Солдаты! Мне жаль расставаться с вами. Я искренне благодарю вас за уважение и уверенность, которым вы постоянно питали меня. Я глубоко сожалею о том, что не буду иметь честь привести вас к победе, которую вы намерены одержать, но я буду радоваться каждому вашему триумфу и всегда верить в успехи моих братьев по оружию».
Имя Фримонта являлось для волонтеров воплощением единства. Отдельные офицеры и целые полки приезжали из отдаленных уголков страны, чтобы служить под его командованием. Его отстранение казалось проявлением высшей степени непристойности и жестокости. Многие офицеры сразу же заявили об отставке. Многие батальоны заявили, что они слагают оружие. Особенно возмущались немцы, да и среди Гвардии было множество недовольных.
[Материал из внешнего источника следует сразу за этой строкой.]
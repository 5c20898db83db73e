use config::shared::{PgConnectionConfig, TlsConfig};
use postgres::test_utils::{create_pg_database, drop_pg_database};
use sqlx::PgPool;
use tokio::runtime::Handle;
use uuid::Uuid;

/// Builds the connection config of a uniquely named database on the test server.
///
/// Reads `TESTS_DATABASE_HOST`, `TESTS_DATABASE_PORT`, `TESTS_DATABASE_USERNAME` and the
/// optional `TESTS_DATABASE_PASSWORD`.
pub fn local_pg_connection_config() -> PgConnectionConfig {
    PgConnectionConfig {
        host: std::env::var("TESTS_DATABASE_HOST").expect("TESTS_DATABASE_HOST must be set"),
        port: std::env::var("TESTS_DATABASE_PORT")
            .expect("TESTS_DATABASE_PORT must be set")
            .parse()
            .expect("TESTS_DATABASE_PORT must be a valid port number"),
        name: Uuid::new_v4().to_string(),
        username: std::env::var("TESTS_DATABASE_USERNAME")
            .expect("TESTS_DATABASE_USERNAME must be set"),
        password: std::env::var("TESTS_DATABASE_PASSWORD")
            .ok()
            .map(Into::into),
        tls: TlsConfig {
            trusted_root_certs: String::new(),
            enabled: false,
        },
    }
}

/// Database created for one test and dropped with it.
///
/// Dropping requires a multi-threaded runtime.
pub struct TestDatabase {
    pub config: PgConnectionConfig,
    pub pool: PgPool,
}

impl Drop for TestDatabase {
    fn drop(&mut self) {
        let _ = std::panic::catch_unwind(std::panic::AssertUnwindSafe(|| {
            tokio::task::block_in_place(|| {
                Handle::current().block_on(async {
                    self.pool.close().await;
                    drop_pg_database(&self.config).await;
                });
            });
        }));
    }
}

pub async fn spawn_database() -> TestDatabase {
    let config = local_pg_connection_config();
    let pool = create_pg_database(&config).await;

    TestDatabase { config, pool }
}
//! Replayable operator log of backup and restore operations.

pub mod base;
pub mod logger;
pub mod memory;
pub mod redis;

pub use base::{LOGS_CHANNEL, LogChannel, LogEntry, LogLevel};
pub use logger::OperationLogger;
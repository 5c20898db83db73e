use std::time::Duration;

use serde::Deserialize;

use crate::shared::ValidationError;

/// Timing of the wait for in-flight background jobs before an operation proceeds.
#[derive(Debug, Clone, Deserialize)]
#[serde(rename_all = "snake_case")]
pub struct DrainConfig {
    /// Time between two checks of the running jobs, in milliseconds.
    #[serde(default = "default_poll_interval_ms")]
    pub poll_interval_ms: u64,
    /// Upper bound on the total wait, in milliseconds.
    #[serde(default = "default_max_wait_ms")]
    pub max_wait_ms: u64,
}

impl DrainConfig {
    pub const DEFAULT_POLL_INTERVAL_MS: u64 = 6_000;

    pub const DEFAULT_MAX_WAIT_MS: u64 = 60_000;

    pub fn poll_interval(&self) -> Duration {
        Duration::from_millis(self.poll_interval_ms)
    }

    pub fn max_wait(&self) -> Duration {
        Duration::from_millis(self.max_wait_ms)
    }

    /// Number of checks performed before giving up, `ceil(max_wait / poll_interval)`.
    pub fn max_iterations(&self) -> u64 {
        self.max_wait_ms.div_ceil(self.poll_interval_ms.max(1))
    }

    pub fn validate(&self) -> Result<(), ValidationError> {
        if self.poll_interval_ms == 0 {
            return Err(ValidationError::InvalidFieldValue {
                field: "drain.poll_interval_ms".to_string(),
                constraint: "must be greater than 0".to_string(),
            });
        }

        if self.max_wait_ms < self.poll_interval_ms {
            return Err(ValidationError::InvalidFieldValue {
                field: "drain.max_wait_ms".to_string(),
                constraint: "must be at least `drain.poll_interval_ms`".to_string(),
            });
        }

        Ok(())
    }
}

impl Default for DrainConfig {
    fn default() -> Self {
        Self {
            poll_interval_ms: default_poll_interval_ms(),
            max_wait_ms: default_max_wait_ms(),
        }
    }
}

fn default_poll_interval_ms() -> u64 {
    DrainConfig::DEFAULT_POLL_INTERVAL_MS
}

fn default_max_wait_ms() -> u64 {
    DrainConfig::DEFAULT_MAX_WAIT_MS
}
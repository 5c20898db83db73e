//! Read and delete access to the background job system.

pub mod base;
pub mod memory;
pub mod redis;

pub use base::{ALL_TENANTS_KEY, Job, JobRegistry, JobSet, TENANT_TAG_KEY};
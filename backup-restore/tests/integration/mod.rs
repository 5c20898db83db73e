mod schema_swap_test;
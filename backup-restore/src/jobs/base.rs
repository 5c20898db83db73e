use std::fmt;
use std::future::Future;

use serde::{Deserialize, Serialize};
use serde_json::Value;

use crate::error::BrResult;
use crate::types::TenantId;

/// Key of the first job argument naming the tenant a job works for.
pub const TENANT_TAG_KEY: &str = "current_tenant_id";

/// Key of the first job argument marking a job that works for every tenant.
pub const ALL_TENANTS_KEY: &str = "all_tenants";

/// Background job as stored by the job system.
#[derive(Debug, Clone, PartialEq, Serialize, Deserialize)]
pub struct Job {
    #[serde(rename = "jid")]
    pub id: String,
    pub class: String,
    #[serde(default)]
    pub queue: Option<String>,
    #[serde(default)]
    pub args: Vec<Value>,
    /// Exact member the job was read from, when read from a registry storing members.
    #[serde(skip)]
    pub raw: Option<String>,
}

impl Job {
    /// Returns the tenant tag carried by the first argument.
    pub fn tenant_tag(&self) -> Option<&str> {
        self.args.first()?.get(TENANT_TAG_KEY)?.as_str()
    }

    /// Returns `true` when the first argument carries the all-tenants marker.
    pub fn is_for_all_tenants(&self) -> bool {
        self.args
            .first()
            .and_then(|args| args.get(ALL_TENANTS_KEY))
            .and_then(Value::as_bool)
            .unwrap_or(false)
    }

    /// Returns `true` when the job may touch `tenant`'s data.
    ///
    /// Untagged jobs and all-tenants jobs apply to every tenant.
    pub fn affects(&self, tenant: &TenantId) -> bool {
        if self.is_for_all_tenants() {
            return true;
        }

        match self.tenant_tag() {
            None => true,
            Some(tag) if tag.trim().is_empty() => true,
            Some(tag) => tag == tenant.as_str(),
        }
    }

    /// Returns `true` only for jobs explicitly tagged with `tenant`.
    pub fn belongs_to(&self, tenant: &TenantId) -> bool {
        self.tenant_tag() == Some(tenant.as_str())
    }
}

/// Place where pending jobs are kept.
#[derive(Debug, Clone, PartialEq, Eq, Hash, PartialOrd, Ord)]
pub enum JobSet {
    /// Named queue of jobs waiting to run.
    Queue(String),
    /// Failed jobs waiting to be retried.
    Retry,
    /// Jobs scheduled to run later.
    Scheduled,
    /// Jobs that exhausted their retries.
    Dead,
}

impl fmt::Display for JobSet {
    fn fmt(&self, f: &mut fmt::Formatter<'_>) -> fmt::Result {
        match self {
            JobSet::Queue(name) => write!(f, "queue `{name}`"),
            JobSet::Retry => f.write_str("retry set"),
            JobSet::Scheduled => f.write_str("scheduled set"),
            JobSet::Dead => f.write_str("dead set"),
        }
    }
}

/// Access to the background job system shared by every worker process.
pub trait JobRegistry {
    /// Returns the jobs currently executing on any worker process.
    fn running_jobs(&self) -> impl Future<Output = BrResult<Vec<Job>>> + Send;

    /// Returns the names of every known queue.
    fn queue_names(&self) -> impl Future<Output = BrResult<Vec<String>>> + Send;

    /// Returns the jobs held in `set`.
    fn jobs(&self, set: &JobSet) -> impl Future<Output = BrResult<Vec<Job>>> + Send;

    /// Removes `job` from `set`, returning whether it was present.
    fn delete_job(&self, set: &JobSet, job: &Job) -> impl Future<Output = BrResult<bool>> + Send;
}
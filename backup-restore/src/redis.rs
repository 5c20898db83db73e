//! Pooled Redis connection shared by the Redis-backed store, log channel and job registry.

use std::time::Duration;

use config::shared::RedisConfig;
use fred::prelude::{ClientLike, EventInterface, KeysInterface, Pool, ReconnectPolicy, Server};
use fred::prelude::{ServerConfig, TcpConfig};
use fred::types::config::UnresponsiveConfig;
use fred::types::{Builder, Key};
use futures::future::join_all;
use secrecy::ExposeSecret;
use tokio::sync::broadcast::error::RecvError;
use tracing::{debug, error};

use crate::br_error;
use crate::error::{BrResult, ErrorKind};

/// Number of keys requested per `SCAN` page.
const SCAN_PAGE_SIZE: u32 = 100;

/// Cloneable handle on a pool of Redis connections.
#[derive(Clone)]
pub struct RedisClient {
    pool: Pool,
}

impl RedisClient {
    /// Connects a pool to the configured server and waits until it is usable.
    pub async fn connect(config: &RedisConfig) -> BrResult<Self> {
        let pool = Builder::default_centralized()
            .with_config(|redis_config| {
                redis_config.username = config.username.clone();
                redis_config.password = config
                    .password
                    .as_ref()
                    .map(|password| password.expose_secret().to_owned());
                redis_config.server = ServerConfig::Centralized {
                    server: Server::new(config.host.clone(), config.port),
                };
            })
            .with_connection_config(|connection| {
                connection.internal_command_timeout = Duration::from_secs(5);
                connection.reconnect_on_auth_error = true;
                connection.tcp = TcpConfig {
                    #[cfg(target_os = "linux")]
                    user_timeout: Some(Duration::from_secs(5)),
                    ..Default::default()
                };
                connection.unresponsive = UnresponsiveConfig {
                    max_timeout: Some(Duration::from_secs(10)),
                    interval: Duration::from_secs(3),
                };
            })
            .with_performance_config(|performance| {
                performance.default_command_timeout = Duration::from_secs(5);
            })
            .set_policy(ReconnectPolicy::new_exponential(0, 1, 2000, 5))
            .build_pool(config.pool_size)
            .map_err(|err| {
                br_error!(
                    ErrorKind::CoordinationStoreFailed,
                    "Invalid Redis configuration",
                    err.to_string(),
                    source: err
                )
            })?;

        for client in pool.clients() {
            let mut error_rx = client.error_rx();
            let mut reconnect_rx = client.reconnect_rx();

            tokio::spawn(async move {
                loop {
                    match error_rx.recv().await {
                        Ok((error, Some(server))) => {
                            error!("redis client ({server:?}) error: {error:?}");
                        }
                        Ok((error, None)) => {
                            error!("redis client error: {error:?}");
                        }
                        Err(RecvError::Lagged(_)) => continue,
                        Err(RecvError::Closed) => break,
                    }
                }
            });

            tokio::spawn(async move {
                loop {
                    match reconnect_rx.recv().await {
                        Ok(server) => debug!("redis client connected to {server:?}"),
                        Err(RecvError::Lagged(_)) => continue,
                        Err(RecvError::Closed) => break,
                    }
                }
            });
        }

        let handles = pool.connect_pool();
        pool.wait_for_connect().await.map_err(|err| {
            br_error!(
                ErrorKind::CoordinationStoreFailed,
                "Cannot connect to Redis",
                err.to_string(),
                source: err
            )
        })?;
        debug!(host = %config.host, port = config.port, "connected to redis");

        tokio::spawn(async move {
            let _results = join_all(handles).await;
        });

        Ok(Self { pool })
    }

    pub fn pool(&self) -> &Pool {
        &self.pool
    }

    /// Lists every key matching `pattern` with `SCAN`.
    ///
    /// Does not work against Redis cluster.
    pub async fn scan_keys(&self, pattern: &str) -> BrResult<Vec<String>> {
        let mut cursor = "0".to_string();
        let mut found = Vec::new();

        loop {
            let (next_cursor, keys): (String, Vec<Key>) = self
                .pool
                .scan_page(cursor, pattern.to_owned(), Some(SCAN_PAGE_SIZE), None)
                .await?;

            found.extend(keys.iter().filter_map(|key| key.as_str().map(str::to_owned)));

            cursor = next_cursor;
            if cursor == "0" {
                break;
            }
        }

        found.sort();
        found.dedup();

        Ok(found)
    }
}

/// Escapes glob metacharacters so `prefix` matches literally in a `SCAN` pattern.
pub fn escape_glob(prefix: &str) -> String {
    let mut escaped = String::with_capacity(prefix.len());
    for c in prefix.chars() {
        if matches!(c, '*' | '?' | '[' | ']' | '\\') {
            escaped.push('\\');
        }
        escaped.push(c);
    }

    escaped
}
use ::postgres::schema::{
    SchemaObjectKind, count_tables, create_schema_statement, drop_object_statement,
    list_owned_objects, set_schema_statement,
};
use sqlx::PgPool;
use tracing::{debug, info};

use crate::br_error;
use crate::error::{BrError, BrResult, ErrorKind};
#[cfg(feature = "failpoints")]
use crate::failpoints::{SCHEMA_SWAP__AFTER_TABLES, br_fail_point};
use crate::schema::base::{SchemaSwapper, validate_schema_name, validate_swap};

/// [`SchemaSwapper`] issuing DDL against Postgres inside one transaction.
#[derive(Debug, Clone)]
pub struct PgSchemaSwapper {
    pool: PgPool,
    owner: String,
}

impl PgSchemaSwapper {
    /// Creates a swapper moving the objects owned by the role `owner`.
    pub fn new(pool: PgPool, owner: impl Into<String>) -> Self {
        Self {
            pool,
            owner: owner.into(),
        }
    }

    pub fn pool(&self) -> &PgPool {
        &self.pool
    }
}

impl SchemaSwapper for PgSchemaSwapper {
    async fn swap(&self, source: &str, destination: &str) -> BrResult<()> {
        validate_swap(source, destination)?;

        // Dropping the transaction on any early return rolls every statement back.
        let mut tx = self.pool.begin().await.map_err(swap_error)?;

        sqlx::query(&create_schema_statement(destination))
            .execute(&mut *tx)
            .await
            .map_err(swap_error)?;

        for kind in SchemaObjectKind::SWAP_ORDER {
            let names = list_owned_objects(&mut *tx, kind, source, &self.owner)
                .await
                .map_err(swap_error)?;

            for name in &names {
                sqlx::query(&drop_object_statement(kind, destination, name))
                    .execute(&mut *tx)
                    .await
                    .map_err(swap_error)?;
                sqlx::query(&set_schema_statement(kind, source, name, destination))
                    .execute(&mut *tx)
                    .await
                    .map_err(swap_error)?;
            }

            debug!(%kind, moved = names.len(), source, destination, "moved schema objects");

            #[cfg(feature = "failpoints")]
            if kind == SchemaObjectKind::Table {
                br_fail_point(SCHEMA_SWAP__AFTER_TABLES)?;
            }
        }

        tx.commit().await.map_err(swap_error)?;
        info!(source, destination, owner = %self.owner, "schema swap committed");

        Ok(())
    }

    async fn count_tables(&self, schema: &str) -> BrResult<u64> {
        validate_schema_name(schema)?;

        let count = count_tables(&self.pool, schema).await?;

        Ok(count.max(0) as u64)
    }
}

fn swap_error(err: sqlx::Error) -> BrError {
    br_error!(
        ErrorKind::SchemaSwapFailed,
        "Moving objects between schemas failed",
        err.to_string(),
        source: err
    )
}
impl<S, L, J, W> OperationCoordinator<S, L, J, W>
where
    S: CoordinationStore + Clone,
    L: LogChannel + Clone,
    J: JobRegistry + Clone,
    W: SchemaSwapper + Clone,
{
    pub fn new(
        tenant: TenantId,
        store: S,
        channel: L,
        registry: J,
        swapper: W,
        settings: CoordinatorSettings,
    ) -> Self {
        let coordination = TenantCoordination::new(store, tenant.clone());
        let logger = OperationLogger::new(channel, tenant.clone());

        Self {
            modes: SystemModeController::new(coordination.clone(), logger.clone()),
            drain: WorkerDrainCoordinator::new(
                registry.clone(),
                tenant.clone(),
                settings.drain.clone(),
                logger.clone(),
            ),
            purge: QueuePurge::new(registry, tenant.clone(), logger.clone()),
            token: CancellationToken::new(coordination.clone()),
            tenant,
            coordination,
            logger,
            swapper,
            settings,
        }
    }

    pub fn tenant(&self) -> &TenantId {
        &self.tenant
    }

    pub fn coordination(&self) -> &TenantCoordination<S> {
        &self.coordination
    }

    pub fn logger(&self) -> &OperationLogger<L> {
        &self.logger
    }

    pub fn modes(&self) -> &SystemModeController<S, L> {
        &self.modes
    }

    pub fn token(&self) -> &CancellationToken<S> {
        &self.token
    }

    /// Claims the tenant's running flag.
    ///
    /// Fails with [`ErrorKind::OperationAlreadyRunning`] without side effects when
    /// another operation holds it. Once claimed, the flag is released again if the
    /// remaining start steps fail.
    pub async fn start(&self, kind: OperationKind) -> BrResult<OperationHandle> {
        let logs_cursor = self.logger.channel().last_id().await?;
        let operation = Operation {
            kind,
            tenant: self.tenant.clone(),
            started_at: Utc::now(),
            logs_cursor,
        };

        if !self.coordination.claim_running(&operation).await? {
            bail!(
                ErrorKind::OperationAlreadyRunning,
                "A backup or restore is already running",
                format!("tenant {}", self.tenant)
            );
        }

        if let Err(err) = self.reset_for(&operation).await {
            if let Err(release_err) = self.coordination.release_running().await {
                return Err(BrError::from(vec![err, release_err]));
            }

            return Err(err);
        }

        info!(tenant_id = %self.tenant, %kind, logs_cursor, "operation started");

        Ok(OperationHandle { operation })
    }

    async fn reset_for(&self, operation: &Operation) -> BrResult<()> {
        self.coordination.clear_shutdown().await?;
        self.coordination
            .save_logs_cursor(operation.logs_cursor)
            .await
    }

    /// Releases the running flag held by `handle`.
    ///
    /// The shutdown flag is left as is; the next [`Self::start`] clears it.
    pub async fn finish(&self, handle: OperationHandle) -> BrResult<()> {
        let kind = handle.kind();
        let released = self.coordination.release_running().await?;
        if !released {
            warn!(tenant_id = %self.tenant, %kind, "running flag was already cleared");
        }

        info!(tenant_id = %self.tenant, %kind, "operation finished");

        Ok(())
    }

    /// Asks the running operation to stop at its next checkpoint.
    pub async fn request_cancellation(&self) -> BrResult<()> {
        self.token.cancel().await?;
        info!(tenant_id = %self.tenant, "cancellation requested");

        Ok(())
    }

    pub async fn is_operation_running(&self) -> BrResult<bool> {
        self.coordination.is_running().await
    }

    /// Returns whether a snapshot to roll back to exists.
    pub async fn can_rollback(&self) -> BrResult<bool> {
        Ok(self.swapper.count_tables(BACKUP_SCHEMA).await? > 0)
    }

    /// Restores are always allowed outside of production.
    pub fn allow_restore(&self) -> bool {
        self.settings.allow_restore || self.settings.environment.is_non_production()
    }

    pub async fn status(&self) -> BrResult<OperationsStatus> {
        Ok(OperationsStatus {
            is_operation_running: self.is_operation_running().await?,
            can_rollback: self.can_rollback().await?,
            allow_restore: self.allow_restore(),
        })
    }

    /// Moves the snapshot back into the public schema.
    ///
    /// Returns `false` without touching the database when there is no snapshot.
    pub async fn rollback(&self) -> BrResult<bool> {
        if self.is_operation_running().await? {
            bail!(
                ErrorKind::OperationAlreadyRunning,
                "Cannot roll back while a backup or restore is running",
                format!("tenant {}", self.tenant)
            );
        }

        if !self.can_rollback().await? {
            info!(tenant_id = %self.tenant, "no backup tables, nothing to roll back");
            return Ok(false);
        }

        self.logger.log("Rolling back to the backup schema...").await;
        self.swapper.swap(BACKUP_SCHEMA, PUBLIC_SCHEMA).await?;
        self.logger.log("Rollback finished").await;

        Ok(true)
    }

    /// Replays the log entries published since the last operation started.
    pub async fn logs(&self) -> BrResult<Vec<LogEntry>> {
        let cursor = self.coordination.logs_cursor().await?;

        self.logger.channel().since(cursor).await
    }

    /// Force-clears the running and shutdown flags left by a crashed process.
    ///
    /// Returns whether a running flag was cleared.
    pub async fn clear_stale_operation(&self) -> BrResult<bool> {
        match self.coordination.running_operation().await {
            Ok(Some(operation)) => warn!(
                tenant_id = %self.tenant,
                kind = %operation.kind,
                started_at = %operation.started_at,
                "clearing stale operation"
            ),
            Ok(None) => {}
            Err(err) => warn!(tenant_id = %self.tenant, error = %err, "clearing unreadable running flag"),
        }

        let cleared = self.coordination.release_running().await?;
        self.coordination.clear_shutdown().await?;

        Ok(cleared)
    }

    /// Runs a complete operation around `work`.
    ///
    /// The system is put in maintenance and drained before `work` runs. Maintenance is
    /// exited and the running flag released on every path, including cancellation and a
    /// panic inside `work`; the first error is returned afterwards. When the returned
    /// future is dropped before completing, the same cleanup is spawned on the runtime.
    pub async fn run<F, Fut>(&self, kind: OperationKind, work: F) -> BrResult<()>
    where
        S: Send + Sync + 'static,
        L: Send + Sync + 'static,
        F: FnOnce(OperationContext<S, L, W>) -> Fut,
        Fut: Future<Output = BrResult<()>>,
    {
        let handle = self.start(kind).await?;
        let mut cleanup = AbandonedRunCleanup::new(
            kind,
            self.coordination.clone(),
            self.modes.clone(),
            self.logger.clone(),
        );
        self.logger.log(&format!("[STARTED] {kind}")).await;

        let guard = self.modes.capture_modes().await;
        cleanup.maintenance = Some(guard);
        self.modes.apply_maintenance(guard, kind.as_str()).await;
        let result = self.execute(&handle, work).await;

        match &result {
            Ok(()) => self.logger.log(&format!("[SUCCESS] {kind}")).await,
            Err(err) if err.kinds().contains(&ErrorKind::OperationCancelled) => {
                self.logger.warn(&format!("[CANCELLED] {kind}")).await
            }
            Err(err) => {
                self.logger
                    .log_error(&format!("[FAILED] {kind}"), err)
                    .await
            }
        }

        self.modes.exit_maintenance(guard).await;
        self.logger.log("Marking operation as finished...").await;
        let finished = self.finish(handle).await;
        cleanup.disarm();

        match (result, finished) {
            (Ok(()), finished) => finished,
            (Err(err), Ok(())) => Err(err),
            (Err(err), Err(finish_err)) => Err(BrError::from(vec![err, finish_err])),
        }
    }

    async fn execute<F, Fut>(&self, handle: &OperationHandle, work: F) -> BrResult<()>
    where
        F: FnOnce(OperationContext<S, L, W>) -> Fut,
        Fut: Future<Output = BrResult<()>>,
    {
        self.drain.wait_for_drain(&self.token).await?;
        self.token.checkpoint().await?;

        let context = OperationContext {
            operation: handle.operation().clone(),
            token: self.token.clone(),
            logger: self.logger.clone(),
            swapper: self.swapper.clone(),
        };

        match AssertUnwindSafe(async move { work(context).await })
            .catch_unwind()
            .await
        {
            Ok(result) => result?,
            Err(payload) => bail!(
                ErrorKind::OperationPanicked,
                "Operation panicked",
                detail = panic_message(payload.as_ref())
            ),
        }

        #[cfg(feature = "failpoints")]
        br_fail_point(OPERATION__AFTER_WORK)?;

        self.token.checkpoint().await?;

        if handle.kind() == OperationKind::Restore {
            self.purge.purge_current_tenant_queues().await?;

            self.logger.log("Flushing tenant keys...").await;
            let flushed = self.coordination.flush_tenant_keys().await?;
            self.logger
                .log(&format!("Removed {flushed} cached key(s) of this tenant"))
                .await;
        }

        Ok(())
    }
}
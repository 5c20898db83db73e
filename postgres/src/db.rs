use config::shared::{IntoConnectOptions, PgConnectionConfig};
use sqlx::{PgPool, postgres::PgPoolOptions};
use tracing::debug;

/// Connects to the configured database with a small pool.
///
/// Schema swaps run inside a single transaction, so a couple of connections are
/// enough for the swap itself plus concurrent status queries.
pub async fn connect_to_database(
    config: &PgConnectionConfig,
    min_connections: u32,
    max_connections: u32,
) -> Result<PgPool, sqlx::Error> {
    let options = config.with_db();

    let pool = PgPoolOptions::new()
        .min_connections(min_connections)
        .max_connections(max_connections)
        .connect_with(options)
        .await?;

    debug!(
        host = %config.host,
        database = %config.name,
        "connected to postgres"
    );

    Ok(pool)
}

/// Builds a pool that only opens connections on first use.
pub fn lazy_database_pool(config: &PgConnectionConfig, max_connections: u32) -> PgPool {
    PgPoolOptions::new()
        .max_connections(max_connections)
        .connect_lazy_with(config.with_db())
}
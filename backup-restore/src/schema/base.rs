use std::future::Future;

use crate::bail;
use crate::error::{BrResult, ErrorKind};

/// Schema holding the live application objects.
pub const PUBLIC_SCHEMA: &str = "public";

/// Schema holding the snapshot taken before a restore.
pub const BACKUP_SCHEMA: &str = "backup";

/// Moves every table, view and enum type owned by the application role between schemas.
pub trait SchemaSwapper {
    /// Moves the application's objects from `source` to `destination`.
    ///
    /// Runs as a single transaction: `destination` is created when missing, same-named
    /// objects in `destination` are dropped with their dependents, then tables, views and
    /// enum types are moved in that order. On failure nothing is moved.
    fn swap(
        &self,
        source: &str,
        destination: &str,
    ) -> impl Future<Output = BrResult<()>> + Send;

    /// Returns the number of tables in `schema`.
    fn count_tables(&self, schema: &str) -> impl Future<Output = BrResult<u64>> + Send;
}

/// Checks that both schema names are plain identifiers and differ.
pub fn validate_swap(source: &str, destination: &str) -> BrResult<()> {
    validate_schema_name(source)?;
    validate_schema_name(destination)?;

    if source == destination {
        bail!(
            ErrorKind::InvalidIdentifier,
            "Source and destination schemas must differ",
            source
        );
    }

    Ok(())
}

pub fn validate_schema_name(name: &str) -> BrResult<()> {
    if !postgres::schema::is_plain_identifier(name) {
        bail!(
            ErrorKind::InvalidIdentifier,
            "Schema name is not a valid identifier",
            format!("`{name}`")
        );
    }

    Ok(())
}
Малейшее поощрение или терпимость генерала привели бы к широкомасштабному мятежу, но он осудил это недовольство, напомнив им, что их первая обязанность — служить своей стране, и после прибытия Хантера он покинул лагерь перед рассветом, чтобы во время отъезда, его появление среди солдат, не вызвало никаких ненужных волнений.
Спустя несколько дней армия успокоилась, поскольку, как и все наши добровольцы, они сражались не за человека, а за Дело.
В Сент-Луисе Фримонт был встречен как герой-победитель, а не как отставленный генерал. Невероятных размеров толпа приветствовала его. Будучи в таком восторге люди даже входные двери в свои дома украсили цветами.
За несколько недель до его смещения воздух звенел от воплей обвиняющих его в некомпетентности, экстравагантности и предоставлении правительственных контрактов для подкупа людей. Первые нападки на него начались сразу же после его «Прокламации об освобождении», опубликованной 31-го августа 1861 года.
В Миссури было много не до конца убежденных юнионистов. Например, вскоре после взятия Самтера, генерал Роберт Уилсон из графства Эндрю на открытом заседании сообщил решение комитета по резолюциям, который гласил следующее:
«Решено, что мы осуждаем — как бесчеловечную и дьявольскую — войну, которую Правительство ведет против Юга».
Восемь месяцев спустя этот же Уилсон утверждал, что он здесь главный юнионист, и в качестве такового был отправлен представлять Миссури в Сенате Соединенных Штатов! Конечно, все люди такого сорта вели беспощадную войну с Фримонтом. Позднее произошел раскол среди действительно лояльных людей — дикий раздор, в котором оппозицию возглавлял талантливый, но беспринципный Блэр, к которому присоединились несколько ревностные и очень патриотичных юнионистов. Президента, всегда честного и добросовестного, убедили убрать генерала, но потом — молчаливо признав свою несправедливость — он дал ему другую команду.